Problem statement:
Keeping every line intact, repeat the data word for word.

Input:
//! Process-wide shutdown signal.
//!
//! The listener supervisor and the HTTP server each hold a receiver; the
//! first SIGINT/SIGTERM (or a programmatic trigger) notifies all of them.
//! The triggered flag is latched, so [`ShutdownController::wait`] also
//! resolves when shutdown happened before it was first polled.

use std::sync::Arc;

use tokio::signal;
use tokio::sync::{broadcast, watch};
use tracing::{info, warn};

#[derive(Clone)]
pub struct ShutdownController {
    tx: broadcast::Sender<()>,
    triggered: Arc<watch::Sender<bool>>,
}

impl ShutdownController {
    pub fn new() -> Self {
        let (tx, _) = broadcast::channel(1);
        let (triggered, _) = watch::channel(false);
        Self {
            tx,
            triggered: Arc::new(triggered),
        }
    }

    pub fn subscribe(&self) -> broadcast::Receiver<()> {
        self.tx.subscribe()
    }

    pub fn shutdown(&self) {
        self.triggered.send_replace(true);
        let _ = self.tx.send(());
    }

    pub fn is_triggered(&self) -> bool {
        *self.triggered.borrow()
    }

    /// Resolves once shutdown has been triggered, including earlier triggers.
    pub async fn wait(&self) {
        let mut rx = self.triggered.subscribe();
        let _ = rx.wait_for(|triggered| *triggered).await;
    }

    /// Block until SIGINT or SIGTERM arrives, then trigger shutdown.
    pub async fn wait_for_signal(&self) {
        let ctrl_c = async {
            if let Err(err) = signal::ctrl_c().await {
                warn!(error = %err, "failed to listen for ctrl-c");
                std::future::pending::<()>().await;
            }
        };

        #[cfg(unix)]
        let terminate = async {
            match signal::unix::signal(signal::unix::SignalKind::terminate()) {
                Ok(mut sigterm) => {
                    sigterm.recv().await;
                }
                Err(err) => {
                    warn!(error = %err, "failed to install SIGTERM handler");
                    std::future::pending::<()>().await;
                }
            }
        };

        #[cfg(not(unix))]
        let terminate = std::future::pending::<()>();

        tokio::select! {
            _ = ctrl_c => info!("received SIGINT, shutting down"),
            _ = terminate => info!("received SIGTERM, shutting down"),
        }

        self.shutdown();
    }
}

impl Default for ShutdownController {
    fn default() -> Self {
        Self::new()
    }
}

#[cfg(test)]
mod tests {
    use std::time::Duration;

    use tokio::time::timeout;

    use super::*;

    #[tokio::test]
    async fn every_subscriber_hears_shutdown() {
        let controller = ShutdownController::new();
        let mut listener = controller.subscribe();
        let mut server = controller.subscribe();

        controller.shutdown();

        assert!(listener.recv().await.is_ok());
        assert!(server.recv().await.is_ok());
    }

    #[tokio::test]
    async fn wait_resolves_after_trigger() {
        let controller = ShutdownController::new();
        let waiter = {
            let controller = controller.clone();
            tokio::spawn(async move { controller.wait().await })
        };
        tokio::task::yield_now().await;

        controller.shutdown();
        waiter.await.unwrap();
    }

    #[tokio::test]
    async fn wait_after_an_earlier_trigger_returns_immediately() {
        let controller = ShutdownController::new();
        controller.shutdown();
        assert!(controller.is_triggered());

        assert!(timeout(Duration::from_millis(200), controller.wait()).await.is_ok());
        let clone = controller.clone();
        assert!(timeout(Duration::from_millis(200), clone.wait()).await.is_ok());
    }
}
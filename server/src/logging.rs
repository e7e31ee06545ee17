//! Tracing subscriber setup.
//!
//! `RUST_LOG`, when set, takes precedence over the configured level.

use std::str::FromStr;

use tracing_subscriber::{fmt, layer::SubscriberExt, util::SubscriberInitExt, EnvFilter};

#[derive(Debug, Clone, Copy, PartialEq, Eq, Default)]
pub enum LogFormat {
    /// Readable lines for local runs.
    #[default]
    Human,
    /// Newline-delimited JSON for log shipping.
    Json,
}

impl FromStr for LogFormat {
    type Err = String;

    fn from_str(s: &str) -> Result<Self, Self::Err> {
        match s.trim().to_ascii_lowercase().as_str() {
            "human" | "pretty" | "text" => Ok(LogFormat::Human),
            "json" => Ok(LogFormat::Json),
            other => Err(format!("expected \"human\" or \"json\", got {other:?}")),
        }
    }
}

/// Install the global subscriber. A second call is a no-op.
pub fn init_logging(format: LogFormat, level: &str) {
    let filter = EnvFilter::try_from_default_env().unwrap_or_else(|_| EnvFilter::new(level));

    let result = match format {
        LogFormat::Human => tracing_subscriber::registry()
            .with(filter)
            .with(fmt::layer().with_target(true))
            .try_init(),
        LogFormat::Json => tracing_subscriber::registry()
            .with(filter)
            .with(fmt::layer().json().with_target(true).with_current_span(false))
            .try_init(),
    };

    if let Err(err) = result {
        tracing::debug!(error = %err, "tracing subscriber already installed");
    }
}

Result of this exercise:
//! Process-wide shutdown signal.
//!
//! The listener supervisor and the HTTP server each hold a receiver; the
//! first SIGINT/SIGTERM (or a programmatic trigger) notifies all of them.
//! The triggered flag is latched, so [`ShutdownController::wait`] also
//! resolves when shutdown happened before it was first polled.

use std::sync::Arc;

use tokio::signal;
use tokio::sync::{broadcast, watch};
use tracing::{info, warn};

#[derive(Clone)]
pub struct ShutdownController {
    tx: broadcast::Sender<()>,
    triggered: Arc<watch::Sender<bool>>,
}

impl ShutdownController {
    pub fn new() -> Self {
        let (tx, _) = broadcast::channel(1);
        let (triggered, _) = watch::channel(false);
        Self {
            tx,
            triggered: Arc::new(triggered),
        }
    }

    pub fn subscribe(&self) -> broadcast::Receiver<()> {
        self.tx.subscribe()
    }

    pub fn shutdown(&self) {
        self.triggered.send_replace(true);
        let _ = self.tx.send(());
    }

    pub fn is_triggered(&self) -> bool {
        *self.triggered.borrow()
    }

    /// Resolves once shutdown has been triggered, including earlier triggers.
    pub async fn wait(&self) {
        let mut rx = self.triggered.subscribe();
        let _ = rx.wait_for(|triggered| *triggered).await;
    }

    /// Block until SIGINT or SIGTERM arrives, then trigger shutdown.
    pub async fn wait_for_signal(&self) {
        let ctrl_c = async {
            if let Err(err) = signal::ctrl_c().await {
                warn!(error = %err, "failed to listen for ctrl-c");
                std::future::pending::<()>().await;
            }
        };

        #[cfg(unix)]
        let terminate = async {
            match signal::unix::signal(signal::unix::SignalKind::terminate()) {
                Ok(mut sigterm) => {
                    sigterm.recv().await;
                }
                Err(err) => {
                    warn!(error = %err, "failed to install SIGTERM handler");
                    std::future::pending::<()>().await;
                }
            }
        };

        #[cfg(not(unix))]
        let terminate = std::future::pending::<()>();

        tokio::select! {
            _ = ctrl_c => info!("received SIGINT, shutting down"),
            _ = terminate => info!("received SIGTERM, shutting down"),
        }

        self.shutdown();
    }
}

impl Default for ShutdownController {
    fn default() -> Self {
        Self::new()
    }
}

#[cfg(test)]
mod tests {
    use std::time::Duration;

    use tokio::time::timeout;

    use super::*;

    #[tokio::test]
    async fn every_subscriber_hears_shutdown() {
        let controller = ShutdownController::new();
        let mut listener = controller.subscribe();
        let mut server = controller.subscribe();

        controller.shutdown();

        assert!(listener.recv().await.is_ok());
        assert!(server.recv().await.is_ok());
    }

    #[tokio::test]
    async fn wait_resolves_after_trigger() {
        let controller = ShutdownController::new();
        let waiter = {
            let controller = controller.clone();
            tokio::spawn(async move { controller.wait().await })
        };
        tokio::task::yield_now().await;

        controller.shutdown();
        waiter.await.unwrap();
    }

    #[tokio::test]
    async fn wait_after_an_earlier_trigger_returns_immediately() {
        let controller = ShutdownController::new();
        controller.shutdown();
        assert!(controller.is_triggered());

        assert!(timeout(Duration::from_millis(200), controller.wait()).await.is_ok());
        let clone = controller.clone();
        assert!(timeout(Duration::from_millis(200), clone.wait()).await.is_ok());
    }
}
filename server/src/logging.rs
repository e7e31ee06545ee17
//! Tracing subscriber setup.
//!
//! `RUST_LOG`, when set, takes precedence over the configured level.

use std::str::FromStr;

use tracing_subscriber::{fmt, layer::SubscriberExt, util::SubscriberInitExt, EnvFilter};

#[derive(Debug, Clone, Copy, PartialEq, Eq, Default)]
pub enum LogFormat {
    /// Readable lines for local runs.
    #[default]
    Human,
    /// Newline-delimited JSON for log shipping.
    Json,
}

impl FromStr for LogFormat {
    type Err = String;

    fn from_str(s: &str) -> Result<Self, Self::Err> {
        match s.trim().to_ascii_lowercase().as_str() {
            "human" | "pretty" | "text" => Ok(LogFormat::Human),
            "json" => Ok(LogFormat::Json),
            other => Err(format!("expected \"human\" or \"json\", got {other:?}")),
        }
    }
}

/// Install the global subscriber. A second call is a no-op.
pub fn init_logging(format: LogFormat, level: &str) {
    let filter = EnvFilter::try_from_default_env().unwrap_or_else(|_| EnvFilter::new(level));

    let result = match format {
        LogFormat::Human => tracing_subscriber::registry()
            .with(filter)
            .with(fmt::layer().with_target(true))
            .try_init(),
        LogFormat::Json => tracing_subscriber::registry()
            .with(filter)
            .with(fmt::layer().json().with_target(true).with_current_span(false))
            .try_init(),
    };

    if let Err(err) = result {
        tracing::debug!(error = %err, "tracing subscriber already installed");
    }
}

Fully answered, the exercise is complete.